» **Instructions for the task**
Report every line of the records that includes the word "local".

» **Input**
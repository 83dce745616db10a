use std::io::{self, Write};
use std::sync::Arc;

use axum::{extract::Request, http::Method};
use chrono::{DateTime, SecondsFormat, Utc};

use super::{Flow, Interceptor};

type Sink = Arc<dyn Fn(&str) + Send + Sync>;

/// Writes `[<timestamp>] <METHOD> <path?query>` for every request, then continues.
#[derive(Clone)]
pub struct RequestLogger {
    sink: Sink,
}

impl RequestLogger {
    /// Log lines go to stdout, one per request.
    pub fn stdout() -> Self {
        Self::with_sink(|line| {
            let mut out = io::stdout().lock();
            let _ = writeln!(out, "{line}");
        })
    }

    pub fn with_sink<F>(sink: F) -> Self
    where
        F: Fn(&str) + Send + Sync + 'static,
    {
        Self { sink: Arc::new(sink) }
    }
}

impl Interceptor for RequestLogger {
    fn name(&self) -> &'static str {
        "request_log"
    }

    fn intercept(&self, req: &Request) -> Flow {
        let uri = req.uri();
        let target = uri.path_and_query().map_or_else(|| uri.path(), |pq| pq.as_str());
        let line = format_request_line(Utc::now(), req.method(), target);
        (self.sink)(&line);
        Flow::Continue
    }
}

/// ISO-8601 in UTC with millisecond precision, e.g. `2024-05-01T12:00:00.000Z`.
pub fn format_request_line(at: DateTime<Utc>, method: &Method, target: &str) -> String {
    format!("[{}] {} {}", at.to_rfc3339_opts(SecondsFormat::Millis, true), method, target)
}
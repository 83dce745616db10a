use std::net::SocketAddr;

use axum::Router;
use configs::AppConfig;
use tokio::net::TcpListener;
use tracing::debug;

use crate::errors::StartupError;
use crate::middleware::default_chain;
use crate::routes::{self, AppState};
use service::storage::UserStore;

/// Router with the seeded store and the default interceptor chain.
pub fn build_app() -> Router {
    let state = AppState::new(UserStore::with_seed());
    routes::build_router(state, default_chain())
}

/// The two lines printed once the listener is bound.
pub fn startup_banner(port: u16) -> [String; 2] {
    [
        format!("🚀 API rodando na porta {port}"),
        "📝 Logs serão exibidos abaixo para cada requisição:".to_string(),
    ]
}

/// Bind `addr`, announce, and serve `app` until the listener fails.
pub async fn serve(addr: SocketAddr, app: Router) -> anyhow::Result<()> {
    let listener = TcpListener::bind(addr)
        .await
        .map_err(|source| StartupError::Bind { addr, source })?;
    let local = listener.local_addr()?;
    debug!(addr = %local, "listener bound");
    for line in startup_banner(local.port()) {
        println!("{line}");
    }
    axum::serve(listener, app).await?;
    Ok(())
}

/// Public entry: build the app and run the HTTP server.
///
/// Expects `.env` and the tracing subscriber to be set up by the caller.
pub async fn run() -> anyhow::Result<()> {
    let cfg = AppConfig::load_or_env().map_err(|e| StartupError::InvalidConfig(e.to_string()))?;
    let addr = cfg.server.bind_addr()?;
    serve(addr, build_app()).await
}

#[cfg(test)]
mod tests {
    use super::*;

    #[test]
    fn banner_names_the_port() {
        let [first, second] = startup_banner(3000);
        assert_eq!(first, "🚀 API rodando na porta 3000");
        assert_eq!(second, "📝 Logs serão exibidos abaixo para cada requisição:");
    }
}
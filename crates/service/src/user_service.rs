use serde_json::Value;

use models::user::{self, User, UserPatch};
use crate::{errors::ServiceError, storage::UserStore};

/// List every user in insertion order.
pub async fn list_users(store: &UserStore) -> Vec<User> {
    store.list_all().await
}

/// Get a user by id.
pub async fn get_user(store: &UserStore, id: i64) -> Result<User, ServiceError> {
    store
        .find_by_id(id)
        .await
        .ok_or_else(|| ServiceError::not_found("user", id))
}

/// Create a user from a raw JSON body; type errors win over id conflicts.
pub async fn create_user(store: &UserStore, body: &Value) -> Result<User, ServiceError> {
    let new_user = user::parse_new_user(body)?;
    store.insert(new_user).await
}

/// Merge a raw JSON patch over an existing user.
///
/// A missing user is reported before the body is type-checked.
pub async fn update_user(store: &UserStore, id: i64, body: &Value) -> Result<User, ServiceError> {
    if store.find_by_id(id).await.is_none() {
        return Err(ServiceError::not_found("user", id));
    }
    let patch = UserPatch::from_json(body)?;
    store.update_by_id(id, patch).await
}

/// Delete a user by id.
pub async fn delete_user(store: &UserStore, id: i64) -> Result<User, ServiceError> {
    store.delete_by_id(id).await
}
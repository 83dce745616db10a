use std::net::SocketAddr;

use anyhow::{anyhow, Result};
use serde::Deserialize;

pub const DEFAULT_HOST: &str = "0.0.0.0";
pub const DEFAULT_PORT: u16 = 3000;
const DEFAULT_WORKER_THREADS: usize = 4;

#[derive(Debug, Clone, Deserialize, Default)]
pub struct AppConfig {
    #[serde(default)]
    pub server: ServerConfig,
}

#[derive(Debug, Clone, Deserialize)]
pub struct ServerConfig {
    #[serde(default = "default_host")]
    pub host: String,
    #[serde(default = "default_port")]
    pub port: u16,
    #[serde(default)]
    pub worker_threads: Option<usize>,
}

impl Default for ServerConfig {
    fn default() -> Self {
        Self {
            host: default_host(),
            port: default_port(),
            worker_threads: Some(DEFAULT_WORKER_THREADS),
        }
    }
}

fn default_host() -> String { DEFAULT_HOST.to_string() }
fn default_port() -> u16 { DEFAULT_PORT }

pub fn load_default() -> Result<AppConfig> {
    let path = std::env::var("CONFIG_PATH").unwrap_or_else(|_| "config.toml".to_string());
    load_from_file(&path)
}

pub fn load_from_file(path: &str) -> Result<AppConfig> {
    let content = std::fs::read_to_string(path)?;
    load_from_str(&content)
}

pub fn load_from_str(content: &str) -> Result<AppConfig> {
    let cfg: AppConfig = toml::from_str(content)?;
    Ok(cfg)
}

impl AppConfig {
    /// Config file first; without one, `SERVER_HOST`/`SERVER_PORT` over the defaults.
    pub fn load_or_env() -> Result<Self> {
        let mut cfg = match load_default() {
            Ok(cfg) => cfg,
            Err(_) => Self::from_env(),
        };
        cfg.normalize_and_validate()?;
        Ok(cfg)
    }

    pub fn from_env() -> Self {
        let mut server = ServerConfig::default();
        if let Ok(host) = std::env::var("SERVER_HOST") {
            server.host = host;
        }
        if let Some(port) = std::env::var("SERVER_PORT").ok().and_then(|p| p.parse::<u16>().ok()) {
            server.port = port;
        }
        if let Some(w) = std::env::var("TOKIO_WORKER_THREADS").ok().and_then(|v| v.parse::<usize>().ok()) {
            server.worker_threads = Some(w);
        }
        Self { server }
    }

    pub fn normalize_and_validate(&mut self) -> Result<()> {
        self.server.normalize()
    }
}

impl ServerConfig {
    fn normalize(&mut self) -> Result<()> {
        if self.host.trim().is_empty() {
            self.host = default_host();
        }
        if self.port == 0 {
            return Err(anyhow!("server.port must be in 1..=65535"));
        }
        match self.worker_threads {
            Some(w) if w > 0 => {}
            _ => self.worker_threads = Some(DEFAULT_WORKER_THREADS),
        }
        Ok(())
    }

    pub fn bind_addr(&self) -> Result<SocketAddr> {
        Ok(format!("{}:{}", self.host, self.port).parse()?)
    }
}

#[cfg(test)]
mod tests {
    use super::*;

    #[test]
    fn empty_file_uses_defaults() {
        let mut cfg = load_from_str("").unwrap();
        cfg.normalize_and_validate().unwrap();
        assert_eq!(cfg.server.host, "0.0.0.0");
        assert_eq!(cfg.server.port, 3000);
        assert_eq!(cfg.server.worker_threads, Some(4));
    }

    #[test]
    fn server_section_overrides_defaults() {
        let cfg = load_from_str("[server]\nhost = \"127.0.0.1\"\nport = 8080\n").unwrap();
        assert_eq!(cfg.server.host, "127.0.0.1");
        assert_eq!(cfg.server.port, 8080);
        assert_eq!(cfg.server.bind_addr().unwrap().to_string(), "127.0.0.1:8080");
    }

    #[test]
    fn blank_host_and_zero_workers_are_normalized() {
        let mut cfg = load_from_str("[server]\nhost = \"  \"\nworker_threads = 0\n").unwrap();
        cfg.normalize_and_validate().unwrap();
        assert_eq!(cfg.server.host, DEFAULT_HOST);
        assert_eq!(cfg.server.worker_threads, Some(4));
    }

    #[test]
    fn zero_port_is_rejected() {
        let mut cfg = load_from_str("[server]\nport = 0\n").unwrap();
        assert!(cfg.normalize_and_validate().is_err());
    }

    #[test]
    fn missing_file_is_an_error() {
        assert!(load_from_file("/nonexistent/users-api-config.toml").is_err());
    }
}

» **Answer to the problem**
    let local = listener.local_addr()?;
    debug!(addr = %local, "listener bound");
    for line in startup_banner(local.port()) {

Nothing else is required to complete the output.